County commissioners approved a proposal this week from Clerk of Courts/Prothonotary Barbara Smith for the 2020 Passport Acceptance Day.

To be held in the clerk of courts office, Room 104, on Saturday, March 14, from 9 a.m. until 1 p.m., county residents who bring proper identification can have their passport photo taken and can also order a new passport.

“We had a great turnout last year,” Smith said.

No appointment is necessary, and last year, about 150 people showed up to order a passport.

Read More: Prothonotary to hold Saturday walk-in passport application day

However, not all were able to have the service done because they didn’t bring proper identification, or they wanted passports for their children, but didn’t bring the kids along, Smith explained.

Documents to bring include a birth certificate and photo ID, such as a driver’s license.

About 50 passport photos were taken, and 52 passports were ordered last year, raising more than $2,000 for the county.

Commissioner Bill Ames congratulated Smith on the successful program.

Prices are set by the state, Smith said, and are $10 to have a photo taken, and $110 to get a passport book for ages 16 and up.

For residents 15 and under, the price is $80.

For a passport card, the price is $30 for those 16 and above, and $15 for those 15 and under.

To expedite the process and receive their passport sooner, people may pay an extra $60, Smith said.

Children ages 15 and under must be accompanied by both parents, Smith said.

“We don’t charge a processing fee for veterans,” Smith said.

The costs for the county to hold a passport day include pay for a deputy sheriff and two door monitors during the four hours of the event.

While the passport card doesn’t hold all the benefits of a passport book, the card can be used as a viable “Real ID” card for the Commonwealth.

The passport card is good for 10 years and can be used as personal identification when flying domestically, or driving into Canada.

For those planning to fly internationally, a passport book is needed.

In another matter, volunteers for the APPRISE program of the Lebanon County Area Agency on Aging aired their concerns to the commissioners.

The APPRISE program helps seniors to find the assistance they need, such as getting PACE cards, help with Medicare issues, especially during open enrollment periods, helping with property tax and rent rebates, and directing seniors to agencies who can help them.

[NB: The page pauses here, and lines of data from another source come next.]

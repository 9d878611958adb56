// src/services/accounting.rs

// Derivação de relatórios contábeis a partir dos lançamentos do razão.
// Tudo aqui é pura agregação: os relatórios nunca são persistidos, são
// recalculados do livro a cada consulta.

use rust_decimal::Decimal;

use crate::models::accounting::{
    BalanceSheetReport, EntryCategory, EntrySide, LedgerEntry, LedgerLine, LedgerStatement,
    ProfitLossReport, TrialBalanceReport, TrialBalanceRow,
};

fn signed_amount(entry: &LedgerEntry) -> Decimal {
    match entry.side {
        EntrySide::Debit => entry.amount,
        EntrySide::Credit => -entry.amount,
    }
}

// Extrato de uma conta: saldo corrente linha a linha (débito soma,
// crédito subtrai). As entradas já chegam ordenadas por data/id.
pub fn ledger_statement(account: &str, entries: Vec<LedgerEntry>) -> LedgerStatement {
    let mut balance = Decimal::ZERO;
    let lines: Vec<LedgerLine> = entries
        .into_iter()
        .map(|entry| {
            balance += signed_amount(&entry);
            LedgerLine { entry, balance }
        })
        .collect();

    LedgerStatement {
        account: account.to_string(),
        lines,
        closing_balance: balance,
    }
}

// Balancete: totais de débito e crédito por conta, na ordem da primeira
// ocorrência de cada conta no livro.
pub fn trial_balance(entries: &[LedgerEntry]) -> TrialBalanceReport {
    let mut rows: Vec<TrialBalanceRow> = Vec::new();

    for entry in entries {
        let idx = match rows.iter().position(|r| r.account == entry.account) {
            Some(idx) => idx,
            None => {
                rows.push(TrialBalanceRow {
                    account: entry.account.clone(),
                    debit: Decimal::ZERO,
                    credit: Decimal::ZERO,
                });
                rows.len() - 1
            }
        };
        match entry.side {
            EntrySide::Debit => rows[idx].debit += entry.amount,
            EntrySide::Credit => rows[idx].credit += entry.amount,
        }
    }

    let total_debit: Decimal = rows.iter().map(|r| r.debit).sum();
    let total_credit: Decimal = rows.iter().map(|r| r.credit).sum();

    TrialBalanceReport {
        rows,
        total_debit,
        total_credit,
        is_balanced: total_debit == total_credit,
    }
}

// DRE simplificada: só entram lançamentos categorizados como receita ou
// despesa; o resto do livro é ignorado.
pub fn profit_loss(entries: &[LedgerEntry]) -> ProfitLossReport {
    let mut total_income = Decimal::ZERO;
    let mut total_expense = Decimal::ZERO;

    for entry in entries {
        match entry.category {
            Some(EntryCategory::Income) => total_income += entry.amount,
            Some(EntryCategory::Expense) => total_expense += entry.amount,
            _ => {}
        }
    }

    ProfitLossReport {
        net_profit: total_income - total_expense,
        total_income,
        total_expense,
    }
}

// Balanço patrimonial: ativos contra passivos + patrimônio líquido.
pub fn balance_sheet(entries: &[LedgerEntry]) -> BalanceSheetReport {
    let mut total_assets = Decimal::ZERO;
    let mut total_liabilities = Decimal::ZERO;
    let mut total_equity = Decimal::ZERO;

    for entry in entries {
        let amount = signed_amount(entry);
        match entry.category {
            // Ativo cresce com débito; passivo e PL crescem com crédito.
            Some(EntryCategory::Asset) => total_assets += amount,
            Some(EntryCategory::Liability) => total_liabilities -= amount,
            Some(EntryCategory::Equity) => total_equity -= amount,
            _ => {}
        }
    }

    BalanceSheetReport {
        total_assets,
        total_liabilities,
        total_equity,
        is_balanced: total_assets == total_liabilities + total_equity,
    }
}

#[cfg(test)]
mod tests {
    use super::*;
    use chrono::{NaiveDate, TimeZone, Utc};
    use rust_decimal_macros::dec;

    fn entry(
        id: i32,
        account: &str,
        side: EntrySide,
        amount: Decimal,
        category: Option<EntryCategory>,
    ) -> LedgerEntry {
        LedgerEntry {
            id,
            account: account.to_string(),
            date: NaiveDate::from_ymd_opt(2026, 8, 1).unwrap(),
            description: None,
            side,
            amount,
            category,
            created_at: Utc.with_ymd_and_hms(2026, 8, 1, 0, 0, 0).unwrap(),
        }
    }

    #[test]
    fn extrato_acumula_saldo_corrente() {
        let entries = vec![
            entry(1, "Caixa", EntrySide::Debit, dec!(100), None),
            entry(2, "Caixa", EntrySide::Credit, dec!(30), None),
            entry(3, "Caixa", EntrySide::Debit, dec!(50), None),
        ];
        let statement = ledger_statement("Caixa", entries);

        let balances: Vec<Decimal> = statement.lines.iter().map(|l| l.balance).collect();
        assert_eq!(balances, vec![dec!(100), dec!(70), dec!(120)]);
        assert_eq!(statement.closing_balance, dec!(120));
    }

    #[test]
    fn extrato_vazio_fecha_em_zero() {
        let statement = ledger_statement("Caixa", vec![]);
        assert!(statement.lines.is_empty());
        assert_eq!(statement.closing_balance, Decimal::ZERO);
    }

    #[test]
    fn balancete_agrupa_por_conta_e_detecta_equilibrio() {
        let entries = vec![
            entry(1, "Caixa", EntrySide::Debit, dec!(500), None),
            entry(2, "Receita de Serviços", EntrySide::Credit, dec!(500), None),
            entry(3, "Caixa", EntrySide::Debit, dec!(200), None),
            entry(4, "Receita de Serviços", EntrySide::Credit, dec!(200), None),
        ];
        let report = trial_balance(&entries);

        assert_eq!(report.rows.len(), 2);
        assert_eq!(report.rows[0].account, "Caixa");
        assert_eq!(report.rows[0].debit, dec!(700));
        assert_eq!(report.rows[1].credit, dec!(700));
        assert_eq!(report.total_debit, dec!(700));
        assert_eq!(report.total_credit, dec!(700));
        assert!(report.is_balanced);
    }

    #[test]
    fn balancete_desequilibrado_e_sinalizado() {
        let entries = vec![entry(1, "Caixa", EntrySide::Debit, dec!(100), None)];
        let report = trial_balance(&entries);
        assert!(!report.is_balanced);
    }

    #[test]
    fn dre_ignora_lancamentos_sem_categoria() {
        let entries = vec![
            entry(1, "Receita de Serviços", EntrySide::Credit, dec!(1000), Some(EntryCategory::Income)),
            entry(2, "Aluguel", EntrySide::Debit, dec!(400), Some(EntryCategory::Expense)),
            entry(3, "Caixa", EntrySide::Debit, dec!(1000), None),
        ];
        let report = profit_loss(&entries);

        assert_eq!(report.total_income, dec!(1000));
        assert_eq!(report.total_expense, dec!(400));
        assert_eq!(report.net_profit, dec!(600));
    }

    #[test]
    fn balanco_fecha_quando_ativo_igual_passivo_mais_pl() {
        let entries = vec![
            entry(1, "Caixa", EntrySide::Debit, dec!(800), Some(EntryCategory::Asset)),
            entry(2, "Empréstimos", EntrySide::Credit, dec!(300), Some(EntryCategory::Liability)),
            entry(3, "Capital Social", EntrySide::Credit, dec!(500), Some(EntryCategory::Equity)),
        ];
        let report = balance_sheet(&entries);

        assert_eq!(report.total_assets, dec!(800));
        assert_eq!(report.total_liabilities, dec!(300));
        assert_eq!(report.total_equity, dec!(500));
        assert!(report.is_balanced);
    }
}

“All services are free to Lebanon County residents,” said Fay Fox, a volunteer with the program.

For about 18 months, APPRISE has been without a coordinator, a problem Fox believes is caused by too-stringent civil service regulations.

“We have numerous openings in the agency and the volunteers are frustrated due to the lack of leadership; this has led to conflict, with some volunteers leaving,” Fox said. “We wanted to inform the county commissioners of our frustrations.”

Volunteer Joann Steinmetz said the APPRISE volunteers saw 1,200 clients during 2019, or about 23 people every week.

Steinmetz told the commissioners about one woman who had gone through chemotherapy and was ordered to continue taking a specific medication.

The woman came to APPRISE in tears, explaining that her medication cost $10,000 every month.

The volunteers were able to get a grant for the woman, whose medication will not cost her anything as long as she needs it, Steinmetz said.

Last year, Fox said she helped a woman save $40,000, and without those efforts, the woman would have had to go into some type of subsidy housing, Fox said.

The bottom line, Fox said, is that seniors in the county need the APPRISE program.

Retired attorney Paul Wessell also asked for help in finding a coordinator for the program.

“I’m amazed at the level of service the volunteers do,” Wessell said. “But it’s clear to me that the program is deteriorating due to lack of leadership. If you don’t work to solve this problem, the program is going to get to the point where it won’t be there anymore.”

Commissioner Ames, Bob Phillips, and Jo Ellen Litz all thanked the volunteers for their service and dedication.

Litz asked if the coordinator position could be contracted out or if the civil service classification could be changed to bring in more potential candidates.

“The current classification has narrowed the field of people who qualify,” Litz said. “I believe one of these options will pan out.”

Ames said he would be willing to see the position outsourced to find a coordinator.